1. Why did you choose to become faculty in the field of Signal Processing?
I came to UC Berkeley to work for my PhD degree in computer engineering as I had worked for two years as a maintenance engineer for India’s first computer at an institute in Calcutta. During this period, I learned machine language programming and wrote several computer games that could be played against the computer. I decided to go the United States for doctoral research in computer engineering at UC Berkeley. At that time, the professor who taught computer engineering courses was on a sabbatical leave. The electrical engineering department required that all PhD students must pass an 8-hour long screening examination consisting of questions based on materials of upper division courses in electrical engineering before they can start their doctoral research. As I was unsure of passing this examination, I decided to get a second Master’s degree. The department used to publish a short booklet containing a brief description of the project one of which was to design practical analog filters containing lossy passive elements using a computer proposed by a professor. Since I knew machine language programming, I decided to work on this project which led to my Master’s thesis and also resulted in a paper published in an IEEE Transactions. I continued working in the area of analog signal processing for doctoral research and developed several methods of designing inductor-less analog filters.

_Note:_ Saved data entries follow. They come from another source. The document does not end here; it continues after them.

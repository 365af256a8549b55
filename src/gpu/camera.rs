//=========================================================================
// Camera
//=========================================================================
//
// 2D orthographic camera bound through its own shader program.
//
// begin() binds the shader and uploads `uProjection` and `uView`. The
// camera counts as bound exactly while its shader holds the program slot.
//
// Depth maps to [0, 1], the range the wgpu device clips against.
//
//=========================================================================

//=== External Dependencies ===============================================

use glam::{Mat4, Vec2, Vec3};

//=== Internal Dependencies ===============================================

use super::device::Handle;
use super::shader::Shader;
use super::{Gfx, GpuResource};

//--- Projection Extents --------------------------------------------------

const TILE_SIZE: f32 = 32.0;
const TILES_WIDE: f32 = 40.0;
const TILES_HIGH: f32 = 21.0;
const NEAR: f32 = 0.0;
const FAR: f32 = 100.0;

/// Height the eye sits above the z = 0 plane.
const EYE_DISTANCE: f32 = 20.0;

//=== Camera ==============================================================

/// Orthographic 2D camera.
#[derive(Debug)]
pub struct Camera {
    shader: Shader,
    projection: Mat4,
    position: Vec2,
}

impl Camera {
    /// Camera at the origin using the built-in shader program.
    pub fn new(gfx: &Gfx) -> Self {
        Self::at(gfx, 0.0, 0.0)
    }

    /// Camera at `(x, y)` using the built-in shader program.
    pub fn at(gfx: &Gfx, x: f32, y: f32) -> Self {
        Self::with_shader(Shader::default_program(gfx), x, y)
    }

    /// Camera at `(x, y)` rendering through `shader`.
    pub fn with_shader(shader: Shader, x: f32, y: f32) -> Self {
        let mut camera = Self {
            shader,
            projection: Mat4::IDENTITY,
            position: Vec2::new(x, y),
        };
        camera.adjust_projection();
        camera
    }

    //--- Transform --------------------------------------------------------

    /// Resets the projection to the default tile-based extents.
    pub fn adjust_projection(&mut self) {
        self.projection = Mat4::orthographic_rh(
            0.0,
            TILE_SIZE * TILES_WIDE,
            0.0,
            TILE_SIZE * TILES_HIGH,
            NEAR,
            FAR,
        );
    }

    pub fn projection(&self) -> Mat4 {
        self.projection
    }

    /// Looks down -Z from above the camera position.
    pub fn view(&self) -> Mat4 {
        let eye = self.position.extend(EYE_DISTANCE);
        let target = self.position.extend(0.0) + Vec3::NEG_Z;
        Mat4::look_at_rh(eye, target, Vec3::Y)
    }

    pub fn position(&self) -> Vec2 {
        self.position
    }

    pub fn translate(&mut self, dx: f32, dy: f32) {
        self.position += Vec2::new(dx, dy);
    }

    /// Shader the camera binds.
    pub fn shader_mut(&mut self) -> &mut Shader {
        &mut self.shader
    }
}

//=== GpuResource Implementation ==========================================

impl GpuResource for Camera {
    fn handle(&self) -> Handle {
        self.shader.handle()
    }

    fn begin(&mut self) {
        if self.shader.is_bound() || !self.shader.is_valid() {
            return;
        }
        let (projection, view) = (self.projection, self.view());
        self.shader.begin_with_matrices(projection, view);
    }

    fn end(&mut self) {
        self.shader.end();
    }

    fn is_bound(&self) -> bool {
        self.shader.is_bound()
    }
}

//=========================================================================
// Unit Tests
//=========================================================================

#[cfg(test)]
mod tests {
    use super::*;
    use crate::core::Clock;
    use crate::gpu::device::UniformValue;
    use crate::gpu::shader::{PROJECTION_UNIFORM, VIEW_UNIFORM};
    use crate::gpu::{DeviceCall, HeadlessDevice};
    use std::rc::Rc;

    fn attached() -> (Rc<HeadlessDevice>, Gfx) {
        let device = Rc::new(HeadlessDevice::new());
        let gfx = Gfx::attached(device.clone(), Clock::start());
        (device, gfx)
    }

    fn located(device: &HeadlessDevice, name: &str) -> bool {
        device
            .calls()
            .iter()
            .any(|c| matches!(c, DeviceCall::UniformLocation { name: n, .. } if n == name))
    }

    #[test]
    fn projection_maps_extents_to_clip_space() {
        let gfx = Gfx::detached(Clock::start());
        let camera = Camera::new(&gfx);

        let corner = camera.projection().project_point3(Vec3::new(1280.0, 672.0, 0.0));
        assert!((corner.x - 1.0).abs() < 1e-5);
        assert!((corner.y - 1.0).abs() < 1e-5);

        let origin = camera.projection().project_point3(Vec3::ZERO);
        assert!((origin.x + 1.0).abs() < 1e-5);
        assert!((origin.y + 1.0).abs() < 1e-5);
    }

    #[test]
    fn view_follows_translation() {
        let gfx = Gfx::detached(Clock::start());
        let mut camera = Camera::at(&gfx, 10.0, 5.0);
        camera.translate(2.0, -1.0);
        assert_eq!(camera.position(), Vec2::new(12.0, 4.0));

        // The camera position maps to the view-space origin (minus the eye distance)
        let p = camera.view().transform_point3(Vec3::new(12.0, 4.0, 0.0));
        assert!(p.x.abs() < 1e-5 && p.y.abs() < 1e-5);
        assert!((p.z + EYE_DISTANCE).abs() < 1e-5);
    }

    #[test]
    fn begin_uploads_matrices_once() {
        let (device, gfx) = attached();
        let mut camera = Camera::new(&gfx);
        device.clear_calls();

        camera.begin();
        camera.begin();

        assert!(camera.is_bound());
        assert_eq!(device.count(|c| *c == DeviceCall::UseProgram(camera.handle())), 1);
        assert!(located(&device, PROJECTION_UNIFORM));
        assert!(located(&device, VIEW_UNIFORM));
        assert!(device.calls().iter().any(|c| matches!(
            c,
            DeviceCall::Uniform { value: UniformValue::Mat4(m), .. } if *m == camera.projection()
        )));
    }

    #[test]
    fn end_then_begin_rebinds() {
        let (device, gfx) = attached();
        let mut camera = Camera::new(&gfx);
        device.clear_calls();

        camera.begin();
        camera.end();
        assert!(!camera.is_bound());
        camera.begin();

        assert_eq!(device.count(|c| *c == DeviceCall::UseProgram(camera.handle())), 2);
    }

    #[test]
    fn unbinding_the_shader_unbinds_the_camera() {
        let (device, gfx) = attached();
        let mut camera = Camera::new(&gfx);
        camera.begin();

        camera.shader_mut().end();
        assert!(!camera.is_bound());

        device.clear_calls();
        camera.begin();
        assert!(camera.is_bound());
        assert_eq!(device.count(|c| *c == DeviceCall::UseProgram(camera.handle())), 1);
        assert!(located(&device, PROJECTION_UNIFORM));
    }

    #[test]
    fn another_program_takes_the_camera_slot() {
        let (_device, gfx) = attached();
        let mut camera = Camera::new(&gfx);
        let mut other = Shader::default_program(&gfx);

        camera.begin();
        other.begin();
        assert!(!camera.is_bound());

        camera.begin();
        assert!(camera.is_bound() && !other.is_bound());
    }

    #[test]
    fn detached_camera_is_inert() {
        let gfx = Gfx::detached(Clock::start());
        let mut camera = Camera::new(&gfx);
        camera.begin();
        assert!(!camera.is_bound());
        assert!(!camera.is_valid());
        camera.end();
    }
}
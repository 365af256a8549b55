//=========================================================================
// Button State
//=========================================================================
//
// Two-slot frame history for a single key or mouse button.
//
// Frame lifecycle:
//   poll (set raw) → scene update (query) → commit (prev_raw ← raw)
//
// Predicates are evaluated against the pre-commit snapshot:
//
// ```text
//   raw  prev_raw   predicate
//   ───  ────────   ────────────
//    1      1       is_pressed    (held across the frame boundary)
//    1      0       was_pressed   (first frame of the press)
//    0      0       is_released   (not held)
//    0      1       was_released  (first frame after release)
// ```
//
//=========================================================================

//=== Button Selector =====================================================

/// Selects which slot(s) an edge query looks at.
///
/// Any concrete key or button converts into `Button::Code`, so queries
/// accept either `KeyCode::Space` or `Button::Any`.
#[derive(Debug, Clone, Copy, PartialEq, Eq, Hash)]
pub enum Button<K> {
    /// Satisfied if the predicate holds for at least one slot.
    Any,

    /// A single slot.
    Code(K),
}

impl<K> From<K> for Button<K> {
    fn from(code: K) -> Self {
        Self::Code(code)
    }
}

//=== ButtonState =========================================================

/// Raw state of one key or button plus its value at the previous commit.
#[derive(Debug, Clone, Copy, PartialEq, Eq, Default)]
pub struct ButtonState {
    raw: bool,
    prev_raw: bool,
}

impl ButtonState {
    /// Creates a released button with released history.
    pub const fn new() -> Self {
        Self {
            raw: false,
            prev_raw: false,
        }
    }

    //--- Mutation ---------------------------------------------------------

    /// Records the physical state reported by a device event.
    pub(crate) fn set_raw(&mut self, down: bool) {
        self.raw = down;
    }

    /// Advances the one-frame history.
    pub(crate) fn commit(&mut self) {
        self.prev_raw = self.raw;
    }

    //--- Queries ----------------------------------------------------------

    /// Physical state as of the last poll.
    pub fn raw(&self) -> bool {
        self.raw
    }

    /// Physical state captured at the previous commit.
    pub fn prev_raw(&self) -> bool {
        self.prev_raw
    }

    pub fn is_pressed(&self) -> bool {
        self.raw && self.prev_raw
    }

    pub fn was_pressed(&self) -> bool {
        self.raw && !self.prev_raw
    }

    pub fn is_released(&self) -> bool {
        !self.raw && !self.prev_raw
    }

    pub fn was_released(&self) -> bool {
        !self.raw && self.prev_raw
    }
}

//=========================================================================
// Unit Tests
//=========================================================================

#[cfg(test)]
mod tests {
    use super::*;

    fn state(raw: bool, prev_raw: bool) -> ButtonState {
        ButtonState { raw, prev_raw }
    }

    #[test]
    fn truth_table() {
        let held = state(true, true);
        assert!(held.is_pressed() && !held.was_pressed());
        assert!(!held.is_released() && !held.was_released());

        let rising = state(true, false);
        assert!(rising.was_pressed() && !rising.is_pressed());

        let idle = state(false, false);
        assert!(idle.is_released() && !idle.was_released());

        let falling = state(false, true);
        assert!(falling.was_released() && !falling.is_released());
    }

    #[test]
    fn exactly_one_predicate_per_raw_value() {
        for raw in [false, true] {
            for prev_raw in [false, true] {
                let s = state(raw, prev_raw);
                if raw {
                    assert!(s.is_pressed() ^ s.was_pressed());
                    assert!(!s.is_released() && !s.was_released());
                } else {
                    assert!(s.is_released() ^ s.was_released());
                    assert!(!s.is_pressed() && !s.was_pressed());
                }
            }
        }
    }

    #[test]
    fn commit_copies_raw_into_history() {
        let mut s = ButtonState::new();
        s.set_raw(true);
        assert!(s.was_pressed());

        s.commit();
        assert!(s.is_pressed());
        assert!(s.prev_raw());

        s.set_raw(false);
        assert!(s.was_released());

        s.commit();
        assert!(s.is_released());
    }

    #[test]
    fn selector_from_code() {
        let sel: Button<u8> = 3.into();
        assert_eq!(sel, Button::Code(3));
    }
}
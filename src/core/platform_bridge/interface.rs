//=========================================================================
// Platform Bridge Interface
//=========================================================================
//
// Contract between the frame loop and the native windowing layer.
//
// ```text
//   SurfaceBackend ──create_surface(config)──► Box<dyn Surface>
//                                                 │
//   Window::init ──register_callbacks(sender)─────┤
//   Window::run_loop ─┬─ poll_events()  (pushes PlatformEvent)
//                     └─ present()
//   Window::free ──unregister_callbacks() then drop
// ```
//
//=========================================================================

//=== External Dependencies ===============================================

use std::rc::Rc;

use crossbeam_channel::Sender;
use thiserror::Error;

//=== Internal Dependencies ===============================================

use crate::config::WindowConfig;
use crate::core::input::InputEvent;
use crate::gpu::GraphicsDevice;

//=== PlatformEvent =======================================================

/// Events a surface pushes into the engine's queue while polling.
#[derive(Debug, Clone, Copy, PartialEq)]
pub enum PlatformEvent {
    /// Keyboard, mouse button, cursor or wheel event.
    Input(InputEvent),

    /// Drawable area changed size (physical pixels).
    Resized { width: u32, height: u32 },

    /// User or OS asked the window to close.
    CloseRequested,
}

impl From<InputEvent> for PlatformEvent {
    fn from(event: InputEvent) -> Self {
        Self::Input(event)
    }
}

//=== PlatformError =======================================================

/// Windowing-layer failures. Fatal during startup.
#[derive(Debug, Error)]
pub enum PlatformError {
    /// The native event loop could not be created.
    #[error("event loop creation failed: {0}")]
    EventLoopCreation(String),

    /// The native window/context could not be created.
    #[error("window creation failed: {0}")]
    WindowCreation(String),

    /// The windowing layer never produced a surface.
    #[error("no surface has been created")]
    NoSurface,

    /// No graphics adapter or device could be opened for the surface.
    #[error("graphics device creation failed: {0}")]
    DeviceCreation(String),
}

//=== Surface =============================================================

/// A native window plus its drawing context.
///
/// Device events are only ever dispatched from inside [`Surface::poll_events`],
/// and only to the sender registered through [`Surface::register_callbacks`].
pub trait Surface {
    /// Routes subsequent device events into `sender`.
    fn register_callbacks(&mut self, sender: Sender<PlatformEvent>);

    /// Stops routing device events.
    fn unregister_callbacks(&mut self);

    /// Dispatches every queued device event. Never blocks.
    fn poll_events(&mut self);

    /// Presents the frame buffer. May wait for vertical sync.
    fn present(&mut self);

    /// Whether the native layer flagged the window for closing.
    fn should_close(&self) -> bool;

    /// Drawable size in physical pixels.
    fn size(&self) -> (u32, u32);

    /// Graphics device bound to this surface's context, if any.
    fn device(&self) -> Option<Rc<dyn GraphicsDevice>>;
}

//=== SurfaceBackend ======================================================

/// Creates surfaces. One backend per windowing layer.
pub trait SurfaceBackend {
    fn create_surface(&mut self, config: &WindowConfig) -> Result<Box<dyn Surface>, PlatformError>;
}

//=========================================================================
// Unit Tests
//=========================================================================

2. How does your work affect society?
In the late 1960s, I switched my research interest to the emerging field of digital signal processing. The field matured and flourished in the 1960s and 1970s, and digital signal processing became widely used with specialized digital signal processor chips in the 1980s. The impact of signal processing on the society can be seen from the article published in the IEEE Signal Processing Magazine.
3. What challenges have you had to face to get to where you are today?
During my active teaching career, I have worked on all various problems in digital signal processing. One of the earliest problems being pursued by some researchers was the development of digital filter structures with low coefficient sensitivity on their frequency responses. Published works were based on the analysis of biquadratic structures. With one of my doctoral students, I developed the conditions for realizing low-sensitivity infinite impulse response (IIR) and finite impulse response (FIR) digital filter structures along with several realization methods.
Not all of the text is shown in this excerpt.